O filósofo esloveno Slavoj Zizek afirmou que o chanceler Ernesto Araújo "não entendeu a questão" quando disse que ele estaria tentando promover o comunismo às custas da pandemina do novo coronavírus.
Zizek respondeu à interpretação que Araújo fez do seu novo livro, publicado no Brasil pela editora Boitempo com o título “Pandemia – Covid-19 e a reinvenção do comunismo”, no qual o filósofo aponta que o coronavírus demonstrou a insustentabilidade do atual modelo econômico, exigindo um pensamento além do mercado financeiro e do lucro.
"O chanceler brasileiro me acusou de usar a epidemia do coronavírus como uma desculpa para introduzir outro vírus, o 'comunavírus'. Infelizmente, ele não entendeu a questão", disse Zizek em resposta a um pedido de comentário feito pelo GLOBO.
“Não quero impor nada, apenas observo que até governos conservadores estão lidando com a crise sanitária e econômica provocada pela epidemia. Estão introduzindo medidas que, seis meses atrás, seriam inimagináveis e vistas como um sonho comunista”, escreveu o filósofo na mensagem.
Segundo Zizek, esses governos conservadores “estão sendo compelidos a agirem como comunistas, dando preferência ao bem comum em vez de mecanismos de mercado”. Com isso, adotam medidas como distribuir “gratuitamente bilhões para que os novos desempregados sobrevivam” e ordenar que a indústria produza equipamentos de saúde, além de admitirem que “precisamos não apenas de um serviço universal de saúde como também de um serviço global de saúde”.

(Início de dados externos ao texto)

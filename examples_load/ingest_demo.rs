use std::sync::Arc;
use std::time::Duration;

use tracing::{info, info_span, warn};
use tracing_log_ingest::init::init_tracing;
use tracing_log_ingest::ManagerRegistry;

/// Emits a few records per second to the endpoint configured through the
/// `LOG_INGEST_*` environment variables, e.g.
///
/// ```text
/// LOG_INGEST_URL=https://ingest.example.com/api/v2/logs/ingest \
/// LOG_INGEST_TOKEN=... \
/// LOG_INGEST_ATTRIBUTES='service=demo,trace=${otel:trace_id}' \
/// cargo run --example ingest_demo
/// ```
#[tokio::main]
async fn main() {
    let registry = Arc::new(ManagerRegistry::new());
    let guard = match init_tracing(&registry) {
        Ok(guard) => guard,
        Err(e) => {
            eprintln!("cannot initialize log ingest: {e}");
            std::process::exit(1);
        }
    };

    for i in 0..10u32 {
        let span = info_span!("tick", trace_id = format!("{:032x}", i).as_str(), iteration = i);
        span.in_scope(|| {
            if i % 3 == 0 {
                warn!(iteration = i, "slow tick");
            } else {
                info!(iteration = i, "tick");
            }
        });
        tokio::time::sleep(Duration::from_millis(500)).await;
    }

    guard.shutdown();
    registry.shutdown(Duration::from_secs(5));
}
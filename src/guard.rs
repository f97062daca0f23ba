//! Keeps the pipeline from ingesting its own diagnostics.
//!
//! Everything this crate logs carries a target under [`NAMESPACE`]. Such
//! records are never forwarded. A thread is marked as emitting while the
//! layer forwards a record on it, and for its whole life when it belongs to
//! a manager's runtime. Events raised on an emitting thread, whatever their
//! target, are dropped by the layer, and the warning about a skipped record
//! is only raised for events that arrive from outside the pipeline.

use std::cell::Cell;

/// Target prefix of every event logged by this crate.
pub const NAMESPACE: &str = "tracing_log_ingest";

thread_local! {
    static EMITTING: Cell<bool> = const { Cell::new(false) };
}

/// True when `source` belongs to this crate.
pub fn is_own_source(source: &str) -> bool {
    source.starts_with(NAMESPACE)
}

/// True while the current thread is inside an [`EmitScope`].
pub fn is_emitting() -> bool {
    EMITTING.with(Cell::get)
}

/// Marks the current thread as emitting for the rest of its life. Used as
/// the `on_thread_start` hook of transport threads.
pub fn mark_thread_emitting() {
    EMITTING.with(|flag| flag.set(true));
}

/// Marks the current thread as emitting until dropped.
///
/// Scopes nest; only the outermost one clears the flag.
pub struct EmitScope {
    outer: bool,
}

impl EmitScope {
    pub fn enter() -> Self {
        let outer = EMITTING.with(|flag| flag.replace(true));
        EmitScope { outer }
    }
}

impl Drop for EmitScope {
    fn drop(&mut self) {
        EMITTING.with(|flag| flag.set(self.outer));
    }
}

#[cfg(test)]
mod tests {
    use super::*;

    #[test]
    fn scopes_nest() {
        assert!(!is_emitting());
        {
            let _outer = EmitScope::enter();
            {
                let _inner = EmitScope::enter();
                assert!(is_emitting());
            }
            assert!(is_emitting());
        }
        assert!(!is_emitting());
    }

    #[test]
    fn marked_threads_stay_emitting() {
        let marked = std::thread::spawn(|| {
            mark_thread_emitting();
            drop(EmitScope::enter());
            is_emitting()
        })
        .join()
        .unwrap();
        assert!(marked);
        assert!(!is_emitting());
    }

    #[test]
    fn namespace_matches_module_targets() {
        assert!(is_own_source(module_path!()));
        assert!(!is_own_source("my_app::handler"));
    }
}
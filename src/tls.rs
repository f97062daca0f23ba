use reqwest::ClientBuilder;

/// How the ingest client treats the endpoint's TLS certificate.
///
/// Validation is the default. Trusting everything has to be selected
/// explicitly, either with [`TlsPolicy::InsecureTrustAll`] or by passing
/// `false` to [`TlsPolicy::from_validation`].
#[derive(Debug, Clone, Copy, PartialEq, Eq, Hash, Default)]
pub enum TlsPolicy {
    /// Verify the certificate chain against the bundled web PKI roots and
    /// check that it was issued for the endpoint's host name.
    #[default]
    Validate,
    /// Accept any certificate for any host name. Only for endpoints with
    /// self-signed certificates on trusted networks.
    InsecureTrustAll,
}

impl TlsPolicy {
    pub fn from_validation(enabled: bool) -> Self {
        if enabled {
            TlsPolicy::Validate
        } else {
            TlsPolicy::InsecureTrustAll
        }
    }

    pub fn is_validating(&self) -> bool {
        matches!(self, TlsPolicy::Validate)
    }

    /// Apply this policy to a client under construction.
    pub(crate) fn configure(self, builder: ClientBuilder) -> ClientBuilder {
        match self {
            TlsPolicy::Validate => builder.use_rustls_tls(),
            // With rustls the no-op verifier skips the host name check as well.
            TlsPolicy::InsecureTrustAll => builder.use_rustls_tls().danger_accept_invalid_certs(true),
        }
    }
}

#[cfg(test)]
mod tests {
    use super::TlsPolicy;

    #[test]
    fn validation_is_the_default() {
        assert_eq!(TlsPolicy::default(), TlsPolicy::Validate);
        assert_eq!(TlsPolicy::from_validation(true), TlsPolicy::Validate);
        assert_eq!(TlsPolicy::from_validation(false), TlsPolicy::InsecureTrustAll);
        assert!(!TlsPolicy::InsecureTrustAll.is_validating());
    }
}
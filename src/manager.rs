use std::fmt;
use std::sync::mpsc::{self, RecvTimeoutError};
use std::thread;
use std::time::Duration;

use parking_lot::RwLock;
use reqwest::header::{HeaderValue, AUTHORIZATION, CONTENT_TYPE, USER_AGENT};
use reqwest::{Client, StatusCode, Url};
use tokio::runtime::{Builder, Runtime};

use crate::error::ConfigError;
use crate::guard;
use crate::sink::IngestSink;
use crate::status::Status;
use crate::tls::TlsPolicy;

/// Connect and request timeout used unless overridden.
pub const DEFAULT_TIMEOUT: Duration = Duration::from_secs(30);

pub const JSON_CONTENT_TYPE: &str = "application/json; charset=utf-8";

/// `User-Agent` sent with every request.
pub const AGENT: &str = concat!("tracing-log-ingest/", env!("CARGO_PKG_VERSION"));

const MASKED_TOKEN: &str = "########";

/// Worker threads of the runtime owned by each manager.
const WORKER_THREADS: usize = 2;

/// Extra wait on top of the request timeout before a caller gives up on a
/// response that the runtime never delivered.
const RESPONSE_GRACE: Duration = Duration::from_secs(1);

/// Identity of an ingest endpoint: where to send, how to authenticate and
/// how to treat its certificate.
///
/// Two configs are equal only when every field, including the token, is
/// equal. `Debug` and `Display` never print the token.
#[derive(Clone, PartialEq, Eq, Hash)]
pub struct ManagerConfig {
    endpoint: Url,
    token: String,
    tls: TlsPolicy,
}

impl ManagerConfig {
    /// Validate and build a config.
    ///
    /// **Errors**
    /// - [`ConfigError::MissingEndpoint`] / [`ConfigError::InvalidEndpoint`] /
    ///   [`ConfigError::UnsupportedScheme`] when `endpoint` is blank, does not
    ///   parse, or is not `http`/`https`.
    /// - [`ConfigError::MissingToken`] when `token` is blank.
    pub fn new(endpoint: &str, token: impl Into<String>, tls: TlsPolicy) -> Result<Self, ConfigError> {
        let endpoint = endpoint.trim();
        if endpoint.is_empty() {
            return Err(ConfigError::MissingEndpoint);
        }
        let endpoint = Url::parse(endpoint).map_err(|e| ConfigError::InvalidEndpoint(e.to_string()))?;
        if !matches!(endpoint.scheme(), "http" | "https") {
            return Err(ConfigError::UnsupportedScheme(endpoint.scheme().to_string()));
        }

        let token = token.into();
        if token.trim().is_empty() {
            return Err(ConfigError::MissingToken);
        }

        Ok(ManagerConfig { endpoint, token, tls })
    }

    pub fn endpoint(&self) -> &Url {
        &self.endpoint
    }

    pub fn token(&self) -> &str {
        &self.token
    }

    pub fn tls(&self) -> TlsPolicy {
        self.tls
    }
}

impl fmt::Debug for ManagerConfig {
    fn fmt(&self, f: &mut fmt::Formatter<'_>) -> fmt::Result {
        f.debug_struct("ManagerConfig")
            .field("endpoint", &self.endpoint.as_str())
            .field("token", &MASKED_TOKEN)
            .field("tls", &self.tls)
            .finish()
    }
}

impl fmt::Display for ManagerConfig {
    fn fmt(&self, f: &mut fmt::Formatter<'_>) -> fmt::Result {
        write!(
            f,
            "ManagerConfig[endpoint='{}', token='{}', tls={:?}]",
            self.endpoint, MASKED_TOKEN, self.tls
        )
    }
}

/// Lifecycle of an [`IngestManager`]. A manager is active as soon as its
/// client is built; there is no way back from `Stopped`.
#[derive(Debug, Clone, Copy, PartialEq, Eq)]
pub enum ManagerState {
    Active,
    Stopped,
}

enum State {
    Active { runtime: Runtime, client: Client },
    Stopped,
}

/// Owner of one pooled HTTP client bound to one [`ManagerConfig`].
///
/// Requests run on a small tokio runtime owned by the manager, whose
/// threads are marked as emitting so that events raised by the HTTP stack
/// never come back into the pipeline. `send` submits the request to that
/// runtime and waits for the outcome on the calling thread, so it can be
/// called from plain threads and from inside any other tokio runtime alike.
/// Concurrent documents reach the endpoint in no particular order.
pub struct IngestManager {
    name: String,
    config: ManagerConfig,
    authorization: HeaderValue,
    timeout: Duration,
    state: RwLock<State>,
}

impl IngestManager {
    /// Create a manager with [`DEFAULT_TIMEOUT`].
    pub fn new(name: impl Into<String>, config: ManagerConfig) -> Result<Self, ConfigError> {
        Self::with_timeout(name, config, DEFAULT_TIMEOUT)
    }

    /// Create a manager whose connect and request timeouts are `timeout`.
    ///
    /// **Errors**
    /// - [`ConfigError::InvalidToken`] if the token cannot be sent as a
    ///   header value.
    /// - [`ConfigError::Client`] if the HTTP client cannot be built.
    /// - [`ConfigError::Runtime`] if the manager's runtime cannot start.
    pub fn with_timeout(
        name: impl Into<String>,
        config: ManagerConfig,
        timeout: Duration,
    ) -> Result<Self, ConfigError> {
        let name = name.into();

        let mut authorization =
            HeaderValue::from_str(&format!("Api-Token {}", config.token)).map_err(|_| ConfigError::InvalidToken)?;
        authorization.set_sensitive(true);

        let builder = Client::builder().connect_timeout(timeout).timeout(timeout);
        let client = config.tls.configure(builder).build()?;

        // Built last: a runtime must not be dropped on an error path that
        // may run inside another runtime.
        let runtime = Builder::new_multi_thread()
            .worker_threads(WORKER_THREADS)
            .thread_name(format!("ingest-{name}"))
            .on_thread_start(guard::mark_thread_emitting)
            .enable_all()
            .build()
            .map_err(ConfigError::Runtime)?;

        tracing::debug!(manager = %name, config = %config, ?timeout, "ingest manager created");

        Ok(IngestManager {
            name,
            config,
            authorization,
            timeout,
            state: RwLock::new(State::Active { runtime, client }),
        })
    }

    pub fn name(&self) -> &str {
        &self.name
    }

    pub fn config(&self) -> &ManagerConfig {
        &self.config
    }

    pub fn timeout(&self) -> Duration {
        self.timeout
    }

    pub fn state(&self) -> ManagerState {
        match *self.state.read() {
            State::Active { .. } => ManagerState::Active,
            State::Stopped => ManagerState::Stopped,
        }
    }

    /// POST `document` to the endpoint and classify the outcome.
    ///
    /// Blank documents short-circuit to [`Status::EmptyMessage`] without any
    /// network call. Failures are logged here and never returned as errors.
    pub fn send(&self, document: &str) -> Status {
        if document.trim().is_empty() {
            return Status::EmptyMessage;
        }

        let transport = match &*self.state.read() {
            State::Active { runtime, client } => Some((runtime.handle().clone(), client.clone())),
            State::Stopped => None,
        };
        let Some((handle, client)) = transport else {
            tracing::warn!(manager = %self.name, "ingest manager is stopped, log event dropped");
            return Status::Exception;
        };

        let request = client
            .post(self.config.endpoint.clone())
            .header(AUTHORIZATION, self.authorization.clone())
            .header(CONTENT_TYPE, JSON_CONTENT_TYPE)
            .header(USER_AGENT, AGENT)
            .body(document.to_owned());

        let (done_tx, done_rx) = mpsc::sync_channel(1);
        handle.spawn(async move {
            let outcome = request.send().await.map(|response| response.status());
            let _ = done_tx.send(outcome);
        });

        match done_rx.recv_timeout(self.timeout + RESPONSE_GRACE) {
            Ok(Ok(status)) if matches!(status, StatusCode::OK | StatusCode::NO_CONTENT) => Status::Success,
            Ok(Ok(status)) => {
                tracing::warn!(
                    manager = %self.name,
                    status = status.as_u16(),
                    reason = status.canonical_reason().unwrap_or("<unknown>"),
                    "ingest endpoint rejected request"
                );
                Status::Failed
            }
            Ok(Err(e)) => {
                tracing::error!(
                    manager = %self.name,
                    kind = failure_kind(&e),
                    error = %e,
                    "cannot send log event"
                );
                Status::Exception
            }
            Err(RecvTimeoutError::Timeout) => {
                tracing::error!(manager = %self.name, kind = "timeout", "cannot send log event");
                Status::Exception
            }
            // The runtime was shut down while the request was in flight.
            Err(RecvTimeoutError::Disconnected) => {
                tracing::error!(manager = %self.name, kind = "stopped", "cannot send log event");
                Status::Exception
            }
        }
    }

    /// Shut the manager's runtime down, waiting at most `timeout` for
    /// in-flight requests.
    ///
    /// **Returns**
    /// - `true` if the manager was active and its runtime finished within
    ///   `timeout`.
    /// - `false` if the manager was already stopped or the shutdown did not
    ///   finish in time.
    pub fn stop(&self, timeout: Duration) -> bool {
        let runtime = match std::mem::replace(&mut *self.state.write(), State::Stopped) {
            State::Active { runtime, .. } => runtime,
            State::Stopped => return false,
        };

        // A runtime cannot be shut down with a timeout from inside another
        // runtime, so the wait happens on a helper thread.
        let (done_tx, done_rx) = mpsc::channel();
        let spawned = thread::Builder::new()
            .name(format!("ingest-stop-{}", self.name))
            .spawn(move || {
                runtime.shutdown_timeout(timeout);
                let _ = done_tx.send(());
            });
        if let Err(e) = spawned {
            tracing::warn!(manager = %self.name, error = %e, "cannot spawn thread to shut down ingest runtime");
            return false;
        }

        let released = done_rx.recv_timeout(timeout + RESPONSE_GRACE).is_ok();
        tracing::debug!(manager = %self.name, released, "ingest manager stopped");
        released
    }
}

impl Drop for IngestManager {
    fn drop(&mut self) {
        if let State::Active { runtime, .. } = std::mem::replace(self.state.get_mut(), State::Stopped) {
            runtime.shutdown_background();
        }
    }
}

impl IngestSink for IngestManager {
    fn send(&self, document: &str) -> Status {
        IngestManager::send(self, document)
    }
}

impl fmt::Debug for IngestManager {
    fn fmt(&self, f: &mut fmt::Formatter<'_>) -> fmt::Result {
        f.debug_struct("IngestManager")
            .field("name", &self.name)
            .field("config", &self.config)
            .field("timeout", &self.timeout)
            .field("state", &self.state())
            .finish()
    }
}

fn failure_kind(e: &reqwest::Error) -> &'static str {
    if e.is_timeout() {
        "timeout"
    } else if e.is_connect() {
        "connect"
    } else if e.is_body() {
        "body"
    } else if e.is_request() {
        "request"
    } else {
        "other"
    }
}
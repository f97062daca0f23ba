//! Environment variable names used by this crate for convenient
//! configuration of the ingest pipeline from services.
//!
//! These are purely helpers; the core types remain decoupled from
//! environment access.

use crate::attribute::AttributeSpec;
use crate::error::ConfigError;
use crate::init::{IngestConfig, DEFAULT_MANAGER_NAME};

/// Ingest endpoint URL, e.g. `https://{env-id}.live.example.com/api/v2/logs/ingest`.
pub const LOG_INGEST_URL_ENV: &str = "LOG_INGEST_URL";

/// API token with log ingest permission.
pub const LOG_INGEST_TOKEN_ENV: &str = "LOG_INGEST_TOKEN";

/// `false` disables certificate validation. Defaults to `true`.
pub const LOG_INGEST_TLS_VALIDATION_ENV: &str = "LOG_INGEST_TLS_VALIDATION";

/// Optional manager name shared by pipelines in one process.
pub const LOG_INGEST_MANAGER_ENV: &str = "LOG_INGEST_MANAGER";

/// Optional comma separated `name=value` attributes. Values containing
/// `${...}` are resolved per record.
pub const LOG_INGEST_ATTRIBUTES_ENV: &str = "LOG_INGEST_ATTRIBUTES";

/// Read an environment variable or fall back to a provided default.
pub fn env_or(key: &str, default: &str) -> String {
    std::env::var(key).unwrap_or_else(|_| default.to_string())
}

impl IngestConfig {
    /// Build a config from the `LOG_INGEST_*` variables. Missing endpoint
    /// or token are reported when the pipeline is built.
    pub fn from_env() -> Result<Self, ConfigError> {
        let tls_validation = parse_bool(
            LOG_INGEST_TLS_VALIDATION_ENV,
            &env_or(LOG_INGEST_TLS_VALIDATION_ENV, "true"),
        )?;
        let attributes = parse_attributes(&env_or(LOG_INGEST_ATTRIBUTES_ENV, ""))?;

        Ok(IngestConfig {
            manager_name: env_or(LOG_INGEST_MANAGER_ENV, DEFAULT_MANAGER_NAME),
            endpoint: env_or(LOG_INGEST_URL_ENV, ""),
            token: env_or(LOG_INGEST_TOKEN_ENV, ""),
            tls_validation,
            attributes,
            ..IngestConfig::default()
        })
    }
}

fn parse_bool(key: &'static str, value: &str) -> Result<bool, ConfigError> {
    match value.trim().to_ascii_lowercase().as_str() {
        "true" | "1" | "yes" => Ok(true),
        "false" | "0" | "no" => Ok(false),
        _ => Err(ConfigError::InvalidEnv {
            key,
            value: value.to_string(),
        }),
    }
}

fn parse_attributes(value: &str) -> Result<Vec<AttributeSpec>, ConfigError> {
    value
        .split(',')
        .map(str::trim)
        .filter(|pair| !pair.is_empty())
        .map(|pair| match pair.split_once('=') {
            Some((name, value)) => Ok(AttributeSpec::new(name.trim(), value.trim())),
            None => Err(ConfigError::InvalidEnv {
                key: LOG_INGEST_ATTRIBUTES_ENV,
                value: pair.to_string(),
            }),
        })
        .collect()
}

No texto em seu blog, Araújo denuncia um suposto “plano comunista” que pretenderia tirar proveito da pandemia da Covid-19 para implementar sua ideologia por meio de organismos internacionais, como a Organização Mundial da Saúde. A coordenação global realizada pela OMS para fazer frente à crise, segundo Araújo, seria “o primeiro passo em direção ao comunismo” de um “projeto globalista”.
Intitulado “Chegou o comunavírus”, o texto do chanceler diz que o medo causado pela nova doença “nos faz despertar novamente para o pesadelo comunista” – projeto que, segundo ele, já vinha sendo executado “no climatismo ou alarmismo climático”, no “imigracionismo”, no "cientificismo" e no “antinacionalismo”. Para Araújo, isso faz com que o “comunavírus” seja mais perigoso que a Covid-19.
O presidente Jair Bolsonaro e parte de seus aliados têm atacado o chamado “globalismo”, termo usado por setores da direita para se referir a instituições multilaterais. Nesta semana, o Brasil foi um dos apenas 14 dos 193 países da ONU a não copatrocinarem uma resolução sobre a cooperação contra a pandemia.
Confira na íntegra a resposta de Zizek a Ernesto Araújo:
"O cancheler brasileiro me acusou de usar a epidemia do coronavírus como uma desculpa para introduzir outro vírus, o 'comunavírus'. Infelizmente, ele não entendeu a questão.
Não quero impor nada, apenas observo que até governos conservadores estão lidando com a crise sanitária e econômica provocada pela epidemia. Estão introduzindo medida que, seis meses atrás, seriam inimagináveis e vistas como um sonho comunista.
Esses governos estão violando as regras básicas do mercado, distribuindo gratuitamente bilhões para que os novos desempregados sobrevivam. Estão ordenando o que a indústria deve produzir (equipamentos de saúde) e admitindo que precisamos não apenas de um serviço universal de saúde como também de um serviço global de saúde. Estão pensando em como prever fome maciça como uma consequência da pandemia...
Em que outra época se viu conservadores se sentindo compelidos a agirem como comunistas, dando preferência ao bem comum em vez dos mecanismos do mercado?"